Main Differences Between Heparin and Coumadin
- Heparin is an anticoagulant that works directly on the blood vessels. It’s a mixture of sulfated mucopolysaccharides with a high molecular weight whereas Coumadin is an anticoagulant that works indirectly. It’s a natural substance.
- Heparin prevents fibrin and thrombin from doing their jobs properly whereas Coumadin prevents vitamin K from doing its job properly.

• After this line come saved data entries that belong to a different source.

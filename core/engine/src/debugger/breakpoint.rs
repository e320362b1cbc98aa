//! Breakpoints and their hit semantics.

use super::{DebugError, DebugResult, DebugFrame};
use crate::{Location, Position, SourceId, TernResult};
use rustc_hash::FxHashMap;
use std::collections::BTreeMap;
use std::fmt;

/// Client-supplied settings for a new breakpoint.
#[derive(Debug, Clone, Default, PartialEq, Eq)]
pub struct BreakpointOptions {
    /// Expression that must be truthy for the breakpoint to match.
    pub condition: Option<String>,
    /// Hit-count predicate, e.g. `3`, `== 3`, `> 10` or `% 2`.
    pub hit_condition: Option<String>,
    /// Turns the breakpoint into a logpoint; `{expr}` segments are interpolated.
    pub log_message: Option<String>,
}

/// A predicate over a breakpoint's cumulative hit count.
#[derive(Debug, Clone, Copy, PartialEq, Eq)]
pub enum HitCondition {
    /// `== n`
    Equal(u32),
    /// `!= n`
    NotEqual(u32),
    /// `> n`
    Greater(u32),
    /// `>= n`, and a bare `n`.
    AtLeast(u32),
    /// `< n`
    Less(u32),
    /// `<= n`
    AtMost(u32),
    /// `% n`: every n-th hit.
    Every(u32),
}

impl HitCondition {
    /// Parses the textual form used by debug clients.
    ///
    /// # Errors
    ///
    /// Fails on anything that is not an optional operator followed by an integer.
    pub fn parse(text: &str) -> DebugResult<Self> {
        let text = text.trim();
        let malformed = || DebugError::invalid(format!("malformed hit condition `{text}`"));

        let (constructor, rest): (fn(u32) -> Self, &str) =
            if let Some(rest) = text.strip_prefix("===").or_else(|| text.strip_prefix("==")) {
                (Self::Equal, rest)
            } else if let Some(rest) = text.strip_prefix("!==").or_else(|| text.strip_prefix("!=")) {
                (Self::NotEqual, rest)
            } else if let Some(rest) = text.strip_prefix(">=") {
                (Self::AtLeast, rest)
            } else if let Some(rest) = text.strip_prefix('>') {
                (Self::Greater, rest)
            } else if let Some(rest) = text.strip_prefix("<=") {
                (Self::AtMost, rest)
            } else if let Some(rest) = text.strip_prefix('<') {
                (Self::Less, rest)
            } else if let Some(rest) = text.strip_prefix('%') {
                (Self::Every, rest)
            } else {
                (Self::AtLeast, text)
            };

        let n: u32 = rest.trim().parse().map_err(|_| malformed())?;
        if matches!(constructor(n), Self::Every(0)) {
            return Err(malformed());
        }
        Ok(constructor(n))
    }

    /// Returns `true` if a breakpoint hit for the `hit_count`-th time is due.
    #[must_use]
    pub const fn is_met(self, hit_count: u32) -> bool {
        match self {
            Self::Equal(n) => hit_count == n,
            Self::NotEqual(n) => hit_count != n,
            Self::Greater(n) => hit_count > n,
            Self::AtLeast(n) => hit_count >= n,
            Self::Less(n) => hit_count < n,
            Self::AtMost(n) => hit_count <= n,
            Self::Every(n) => hit_count % n == 0,
        }
    }
}

#[derive(Debug, Clone, PartialEq, Eq)]
enum LogFragment {
    Text(String),
    Expression(String),
}

/// A logpoint message, split into literal text and `{expression}` holes.
#[derive(Debug, Clone, PartialEq, Eq)]
pub struct LogMessage {
    fragments: Vec<LogFragment>,
}

impl LogMessage {
    /// Prepares a message template. `{{` and `}}` stand for literal braces.
    ///
    /// # Errors
    ///
    /// Fails on an unbalanced or empty `{}` hole.
    pub fn parse(template: &str) -> DebugResult<Self> {
        let mut fragments = Vec::new();
        let mut text = String::new();
        let mut chars = template.chars().peekable();

        while let Some(c) = chars.next() {
            match c {
                '{' if chars.peek() == Some(&'{') => {
                    chars.next();
                    text.push('{');
                }
                '}' if chars.peek() == Some(&'}') => {
                    chars.next();
                    text.push('}');
                }
                '{' => {
                    let mut expression = String::new();
                    loop {
                        match chars.next() {
                            Some('}') => break,
                            Some(c) => expression.push(c),
                            None => {
                                return Err(DebugError::invalid(format!(
                                    "unterminated `{{` in log message `{template}`"
                                )));
                            }
                        }
                    }
                    if expression.trim().is_empty() {
                        return Err(DebugError::invalid(format!(
                            "empty `{{}}` in log message `{template}`"
                        )));
                    }
                    if !text.is_empty() {
                        fragments.push(LogFragment::Text(std::mem::take(&mut text)));
                    }
                    fragments.push(LogFragment::Expression(expression.trim().to_owned()));
                }
                '}' => {
                    return Err(DebugError::invalid(format!(
                        "unmatched `}}` in log message `{template}`"
                    )));
                }
                c => text.push(c),
            }
        }
        if !text.is_empty() {
            fragments.push(LogFragment::Text(text));
        }
        Ok(Self { fragments })
    }

    /// Evaluates the holes in `frame` and concatenates the result.
    pub fn render(&self, frame: &mut dyn DebugFrame) -> TernResult<String> {
        let mut output = String::new();
        for fragment in &self.fragments {
            match fragment {
                LogFragment::Text(text) => output.push_str(text),
                LogFragment::Expression(expression) => {
                    output.push_str(&frame.evaluate(expression)?.to_string());
                }
            }
        }
        Ok(output)
    }
}

/// A breakpoint at a breakable position.
#[derive(Debug, Clone, PartialEq, Eq)]
pub struct Breakpoint {
    location: Location,
    condition: Option<String>,
    hit_condition: Option<HitCondition>,
    hit_count: u32,
    log_message: Option<LogMessage>,
}

/// What a breakpoint hit should do.
#[derive(Debug, Clone, PartialEq, Eq)]
pub(crate) enum HitOutcome {
    /// Stop execution.
    Pause,
    /// Keep running.
    Suppress,
    /// Emit the message and keep running.
    Log(LogMessage),
}

impl Breakpoint {
    /// Builds a breakpoint at `location`, validating the options.
    ///
    /// # Errors
    ///
    /// Fails if the hit condition or log message is malformed.
    pub fn new(location: Location, options: BreakpointOptions) -> DebugResult<Self> {
        let hit_condition = options
            .hit_condition
            .as_deref()
            .filter(|text| !text.trim().is_empty())
            .map(HitCondition::parse)
            .transpose()?;
        let log_message = options
            .log_message
            .as_deref()
            .map(LogMessage::parse)
            .transpose()?;
        let condition = options.condition.filter(|c| !c.trim().is_empty());

        Ok(Self {
            location,
            condition,
            hit_condition,
            hit_count: 0,
            log_message,
        })
    }

    /// Where the breakpoint sits.
    #[must_use]
    pub const fn location(&self) -> &Location {
        &self.location
    }

    /// The condition expression, if any.
    #[must_use]
    pub fn condition(&self) -> Option<&str> {
        self.condition.as_deref()
    }

    /// How many times the breakpoint has been hit.
    #[must_use]
    pub const fn hit_count(&self) -> u32 {
        self.hit_count
    }

    /// Returns `true` for logpoints.
    #[must_use]
    pub const fn is_logpoint(&self) -> bool {
        self.log_message.is_some()
    }

    /// Records a hit and decides what it should do.
    ///
    /// A hit condition gates everything: an unmet condition suppresses both
    /// the pause and the log message.
    pub(crate) fn register_hit(&mut self) -> HitOutcome {
        if let Some(hit_condition) = self.hit_condition {
            self.hit_count += 1;
            if !hit_condition.is_met(self.hit_count) {
                return HitOutcome::Suppress;
            }
        }
        match &self.log_message {
            Some(message) => HitOutcome::Log(message.clone()),
            None => HitOutcome::Pause,
        }
    }
}

impl fmt::Display for Breakpoint {
    fn fmt(&self, f: &mut fmt::Formatter<'_>) -> fmt::Result {
        write!(f, "breakpoint at {}", self.location)?;
        if let Some(condition) = &self.condition {
            write!(f, " if {condition}")?;
        }
        Ok(())
    }
}

/// Active breakpoints, keyed by source id and position.
#[derive(Debug, Default)]
pub struct BreakpointStore {
    by_source: FxHashMap<SourceId, BTreeMap<Position, Breakpoint>>,
}

impl BreakpointStore {
    /// Creates an empty store.
    #[must_use]
    pub fn new() -> Self {
        Self::default()
    }

    /// Adds `breakpoint`, replacing one at the same location.
    pub fn set(&mut self, breakpoint: Breakpoint) {
        let Location {
            source_id,
            position,
        } = breakpoint.location.clone();
        self.by_source
            .entry(source_id)
            .or_default()
            .insert(position, breakpoint);
    }

    /// Removes the breakpoint at `location`, returning it.
    pub fn remove(&mut self, location: &Location) -> Option<Breakpoint> {
        let breakpoints = self.by_source.get_mut(&location.source_id)?;
        let removed = breakpoints.remove(&location.position);
        if breakpoints.is_empty() {
            self.by_source.remove(&location.source_id);
        }
        removed
    }

    /// Removes every breakpoint in `source_id`.
    pub fn clear_source(&mut self, source_id: &SourceId) {
        self.by_source.remove(source_id);
    }

    /// Removes every breakpoint.
    pub fn clear(&mut self) {
        self.by_source.clear();
    }

    /// The breakpoint at `location`.
    #[must_use]
    pub fn get(&self, location: &Location) -> Option<&Breakpoint> {
        self.by_source
            .get(&location.source_id)?
            .get(&location.position)
    }

    /// The breakpoint at `location`, mutably.
    pub fn get_mut(&mut self, location: &Location) -> Option<&mut Breakpoint> {
        self.by_source
            .get_mut(&location.source_id)?
            .get_mut(&location.position)
    }

    /// Breakpoints in `source_id`, by position.
    pub fn in_source(&self, source_id: &SourceId) -> impl Iterator<Item = &Breakpoint> {
        self.by_source
            .get(source_id)
            .into_iter()
            .flat_map(BTreeMap::values)
    }

    /// Total number of breakpoints.
    #[must_use]
    pub fn len(&self) -> usize {
        self.by_source.values().map(BTreeMap::len).sum()
    }

    /// Returns `true` if there are no breakpoints.
    #[must_use]
    pub fn is_empty(&self) -> bool {
        self.by_source.is_empty()
    }
}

- Heparin is more effective than Coumadin. When an immediate effect is required, it is advised whereas Coumadin takes longer to work than heparin. After 12 to 72 hours, the clinical effect appears.
- Heparin is taken through mostly injection. It is inactive and not absorbed after oral ingestion whereas Coumadin is taken as a tablet. Coumadin is promptly and completely absorbed from the gastrointestinal tract after oral administration.
- Coumadin penetrates the breast milk and passes through the placental barrier, making it effective and safe for use during pregnancy and lactation. Heparin does not cross the placental barrier and is not excreted in breast milk, making it effective and safe for use during pregnancy and lactation. When this medication is taken during pregnancy, it causes a distinct dysmorphism in the body.
Individuals should avoid other drugs that ‘thin the blood’ since heparin and Coumadin both function by blocking clotting factors from operating properly. Non-steroidal anti-inflammatory (such as ibuprofen), aspirin, corticosteroids, and fish oil are examples. To avoid prolonged bleeding, doctors may recommend discontinuing an anticoagulant drug for a few days before any significant surgery or dental procedures.
Heparin works immediately to prevent clots, but it wears out quickly after medical personnel cease administering it. In the event of an emergency, an antidote can be used to reverse the effects. The patient may need to keep track of your vitamin K intake to assist the doctor in determining the appropriate dose of Coumadin for a patient.